All records are to be printed again exactly as they appear.

····················

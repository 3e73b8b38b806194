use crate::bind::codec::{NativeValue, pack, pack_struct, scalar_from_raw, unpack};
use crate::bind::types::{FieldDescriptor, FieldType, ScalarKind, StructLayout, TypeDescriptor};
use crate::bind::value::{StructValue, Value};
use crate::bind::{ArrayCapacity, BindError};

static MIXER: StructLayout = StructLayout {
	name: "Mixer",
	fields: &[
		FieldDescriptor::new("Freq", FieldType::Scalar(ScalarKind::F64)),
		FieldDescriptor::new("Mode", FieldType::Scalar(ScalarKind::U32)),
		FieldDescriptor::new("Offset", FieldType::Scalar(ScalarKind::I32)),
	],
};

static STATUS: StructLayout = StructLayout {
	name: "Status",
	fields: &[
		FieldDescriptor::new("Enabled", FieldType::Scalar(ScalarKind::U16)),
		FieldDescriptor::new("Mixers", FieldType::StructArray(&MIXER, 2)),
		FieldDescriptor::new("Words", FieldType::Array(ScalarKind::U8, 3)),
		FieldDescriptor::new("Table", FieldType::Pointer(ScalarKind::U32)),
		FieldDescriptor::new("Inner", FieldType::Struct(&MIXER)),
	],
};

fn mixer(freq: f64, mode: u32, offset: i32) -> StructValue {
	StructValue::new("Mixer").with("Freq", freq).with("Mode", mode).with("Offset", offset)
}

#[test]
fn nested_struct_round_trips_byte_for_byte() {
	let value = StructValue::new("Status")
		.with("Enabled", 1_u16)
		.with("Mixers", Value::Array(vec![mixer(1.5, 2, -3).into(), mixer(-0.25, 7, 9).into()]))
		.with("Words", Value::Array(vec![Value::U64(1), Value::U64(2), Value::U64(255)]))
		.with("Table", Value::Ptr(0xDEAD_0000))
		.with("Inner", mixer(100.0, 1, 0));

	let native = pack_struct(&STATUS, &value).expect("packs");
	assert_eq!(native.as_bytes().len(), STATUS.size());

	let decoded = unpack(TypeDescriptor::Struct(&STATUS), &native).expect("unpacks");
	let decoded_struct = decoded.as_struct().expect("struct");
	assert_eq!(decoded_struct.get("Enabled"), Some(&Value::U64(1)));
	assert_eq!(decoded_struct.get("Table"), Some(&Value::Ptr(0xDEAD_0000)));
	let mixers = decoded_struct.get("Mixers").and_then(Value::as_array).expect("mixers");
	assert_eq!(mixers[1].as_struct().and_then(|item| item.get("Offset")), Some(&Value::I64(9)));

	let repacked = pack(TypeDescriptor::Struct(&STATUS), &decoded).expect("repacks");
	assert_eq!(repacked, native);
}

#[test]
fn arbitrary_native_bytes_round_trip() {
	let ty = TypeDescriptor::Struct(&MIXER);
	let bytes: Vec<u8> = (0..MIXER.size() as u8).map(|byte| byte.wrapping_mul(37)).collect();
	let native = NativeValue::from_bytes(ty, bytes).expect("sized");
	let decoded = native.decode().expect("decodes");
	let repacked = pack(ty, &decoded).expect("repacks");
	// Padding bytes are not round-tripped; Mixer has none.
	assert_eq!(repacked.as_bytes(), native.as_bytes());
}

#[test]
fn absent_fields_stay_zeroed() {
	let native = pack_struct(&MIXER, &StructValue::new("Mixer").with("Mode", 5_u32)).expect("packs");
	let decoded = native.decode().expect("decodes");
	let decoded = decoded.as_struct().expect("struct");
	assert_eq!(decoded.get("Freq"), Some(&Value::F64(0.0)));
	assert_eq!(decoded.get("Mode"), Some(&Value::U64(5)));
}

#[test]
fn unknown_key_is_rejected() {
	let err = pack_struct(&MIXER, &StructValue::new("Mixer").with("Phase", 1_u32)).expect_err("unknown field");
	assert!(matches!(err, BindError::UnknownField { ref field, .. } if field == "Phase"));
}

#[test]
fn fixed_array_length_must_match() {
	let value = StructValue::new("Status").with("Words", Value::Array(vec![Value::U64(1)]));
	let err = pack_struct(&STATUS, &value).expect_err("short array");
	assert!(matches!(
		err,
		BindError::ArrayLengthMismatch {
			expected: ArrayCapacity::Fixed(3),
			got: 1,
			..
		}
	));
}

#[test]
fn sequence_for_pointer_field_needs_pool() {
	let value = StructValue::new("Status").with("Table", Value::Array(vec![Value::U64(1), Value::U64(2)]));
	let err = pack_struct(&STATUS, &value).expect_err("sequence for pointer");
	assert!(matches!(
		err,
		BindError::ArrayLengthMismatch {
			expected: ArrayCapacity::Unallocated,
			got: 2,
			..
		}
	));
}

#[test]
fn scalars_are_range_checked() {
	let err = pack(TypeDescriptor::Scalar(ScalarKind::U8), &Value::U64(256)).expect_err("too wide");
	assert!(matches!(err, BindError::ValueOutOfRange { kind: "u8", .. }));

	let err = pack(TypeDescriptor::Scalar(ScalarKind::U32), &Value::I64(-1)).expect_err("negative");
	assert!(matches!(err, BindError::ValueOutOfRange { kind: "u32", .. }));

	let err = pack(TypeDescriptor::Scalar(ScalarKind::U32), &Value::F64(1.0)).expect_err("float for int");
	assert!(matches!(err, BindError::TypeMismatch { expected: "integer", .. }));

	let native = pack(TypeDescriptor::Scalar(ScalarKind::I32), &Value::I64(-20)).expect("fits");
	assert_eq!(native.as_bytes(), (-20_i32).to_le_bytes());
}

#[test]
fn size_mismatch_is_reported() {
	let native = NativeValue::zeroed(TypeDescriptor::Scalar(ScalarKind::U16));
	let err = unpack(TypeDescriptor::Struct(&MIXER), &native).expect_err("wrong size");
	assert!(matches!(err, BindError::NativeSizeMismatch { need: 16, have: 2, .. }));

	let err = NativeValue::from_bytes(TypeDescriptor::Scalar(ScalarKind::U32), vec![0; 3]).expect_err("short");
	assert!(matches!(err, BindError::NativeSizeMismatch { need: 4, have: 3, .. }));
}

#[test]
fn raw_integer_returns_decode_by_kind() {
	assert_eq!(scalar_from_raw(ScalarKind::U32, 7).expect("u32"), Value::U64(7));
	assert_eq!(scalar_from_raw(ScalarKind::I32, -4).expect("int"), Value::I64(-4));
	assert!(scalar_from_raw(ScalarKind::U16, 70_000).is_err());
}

····················

WRITTEN REPLY.
repository 3e73b8b38b806194
use crate::bind::codec::{NativeValue, pack, pack_struct, scalar_from_raw, unpack};
use crate::bind::types::{FieldDescriptor, FieldType, ScalarKind, StructLayout, TypeDescriptor};
use crate::bind::value::{StructValue, Value};
use crate::bind::{ArrayCapacity, BindError};

static MIXER: StructLayout = StructLayout {
	name: "Mixer",
	fields: &[
		FieldDescriptor::new("Freq", FieldType::Scalar(ScalarKind::F64)),
		FieldDescriptor::new("Mode", FieldType::Scalar(ScalarKind::U32)),
		FieldDescriptor::new("Offset", FieldType::Scalar(ScalarKind::I32)),
	],
};

static STATUS: StructLayout = StructLayout {
	name: "Status",
	fields: &[
		FieldDescriptor::new("Enabled", FieldType::Scalar(ScalarKind::U16)),
		FieldDescriptor::new("Mixers", FieldType::StructArray(&MIXER, 2)),
		FieldDescriptor::new("Words", FieldType::Array(ScalarKind::U8, 3)),
		FieldDescriptor::new("Table", FieldType::Pointer(ScalarKind::U32)),
		FieldDescriptor::new("Inner", FieldType::Struct(&MIXER)),
	],
};

fn mixer(freq: f64, mode: u32, offset: i32) -> StructValue {
	StructValue::new("Mixer").with("Freq", freq).with("Mode", mode).with("Offset", offset)
}

#[test]
fn nested_struct_round_trips_byte_for_byte() {
	let value = StructValue::new("Status")
		.with("Enabled", 1_u16)
		.with("Mixers", Value::Array(vec![mixer(1.5, 2, -3).into(), mixer(-0.25, 7, 9).into()]))
		.with("Words", Value::Array(vec![Value::U64(1), Value::U64(2), Value::U64(255)]))
		.with("Table", Value::Ptr(0xDEAD_0000))
		.with("Inner", mixer(100.0, 1, 0));

	let native = pack_struct(&STATUS, &value).expect("packs");
	assert_eq!(native.as_bytes().len(), STATUS.size());

	let decoded = unpack(TypeDescriptor::Struct(&STATUS), &native).expect("unpacks");
	let decoded_struct = decoded.as_struct().expect("struct");
	assert_eq!(decoded_struct.get("Enabled"), Some(&Value::U64(1)));
	assert_eq!(decoded_struct.get("Table"), Some(&Value::Ptr(0xDEAD_0000)));
	let mixers = decoded_struct.get("Mixers").and_then(Value::as_array).expect("mixers");
	assert_eq!(mixers[1].as_struct().and_then(|item| item.get("Offset")), Some(&Value::I64(9)));

	let repacked = pack(TypeDescriptor::Struct(&STATUS), &decoded).expect("repacks");
	assert_eq!(repacked, native);
}

#[test]
fn arbitrary_native_bytes_round_trip() {
	let ty = TypeDescriptor::Struct(&MIXER);
	let bytes: Vec<u8> = (0..MIXER.size() as u8).map(|byte| byte.wrapping_mul(37)).collect();
	let native = NativeValue::from_bytes(ty, bytes).expect("sized");
	let decoded = native.decode().expect("decodes");
	let repacked = pack(ty, &decoded).expect("repacks");
	// Padding bytes are not round-tripped; Mixer has none.
	assert_eq!(repacked.as_bytes(), native.as_bytes());
}

#[test]
fn absent_fields_stay_zeroed() {
	let native = pack_struct(&MIXER, &StructValue::new("Mixer").with("Mode", 5_u32)).expect("packs");
	let decoded = native.decode().expect("decodes");
	let decoded = decoded.as_struct().expect("struct");
	assert_eq!(decoded.get("Freq"), Some(&Value::F64(0.0)));
	assert_eq!(decoded.get("Mode"), Some(&Value::U64(5)));
}

#[test]
fn unknown_key_is_rejected() {
	let err = pack_struct(&MIXER, &StructValue::new("Mixer").with("Phase", 1_u32)).expect_err("unknown field");
	assert!(matches!(err, BindError::UnknownField { ref field, .. } if field == "Phase"));
}

#[test]
fn fixed_array_length_must_match() {
	let value = StructValue::new("Status").with("Words", Value::Array(vec![Value::U64(1)]));
	let err = pack_struct(&STATUS, &value).expect_err("short array");
	assert!(matches!(
		err,
		BindError::ArrayLengthMismatch {
			expected: ArrayCapacity::Fixed(3),
			got: 1,
			..
		}
	));
}

#[test]
fn sequence_for_pointer_field_needs_pool() {
	let value = StructValue::new("Status").with("Table", Value::Array(vec![Value::U64(1), Value::U64(2)]));
	let err = pack_struct(&STATUS, &value).expect_err("sequence for pointer");
	assert!(matches!(
		err,
		BindError::ArrayLengthMismatch {
			expected: ArrayCapacity::Unallocated,
			got: 2,
			..
		}
	));
}

#[test]
fn scalars_are_range_checked() {
	let err = pack(TypeDescriptor::Scalar(ScalarKind::U8), &Value::U64(256)).expect_err("too wide");
	assert!(matches!(err, BindError::ValueOutOfRange { kind: "u8", .. }));

	let err = pack(TypeDescriptor::Scalar(ScalarKind::U32), &Value::I64(-1)).expect_err("negative");
	assert!(matches!(err, BindError::ValueOutOfRange { kind: "u32", .. }));

	let err = pack(TypeDescriptor::Scalar(ScalarKind::U32), &Value::F64(1.0)).expect_err("float for int");
	assert!(matches!(err, BindError::TypeMismatch { expected: "integer", .. }));

	let native = pack(TypeDescriptor::Scalar(ScalarKind::I32), &Value::I64(-20)).expect("fits");
	assert_eq!(native.as_bytes(), (-20_i32).to_le_bytes());
}

#[test]
fn size_mismatch_is_reported() {
	let native = NativeValue::zeroed(TypeDescriptor::Scalar(ScalarKind::U16));
	let err = unpack(TypeDescriptor::Struct(&MIXER), &native).expect_err("wrong size");
	assert!(matches!(err, BindError::NativeSizeMismatch { need: 16, have: 2, .. }));

	let err = NativeValue::from_bytes(TypeDescriptor::Scalar(ScalarKind::U32), vec![0; 3]).expect_err("short");
	assert!(matches!(err, BindError::NativeSizeMismatch { need: 4, have: 3, .. }));
}

#[test]
fn raw_integer_returns_decode_by_kind() {
	assert_eq!(scalar_from_raw(ScalarKind::U32, 7).expect("u32"), Value::U64(7));
	assert_eq!(scalar_from_raw(ScalarKind::I32, -4).expect("int"), Value::I64(-4));
	assert!(scalar_from_raw(ScalarKind::U16, 70_000).is_err());
}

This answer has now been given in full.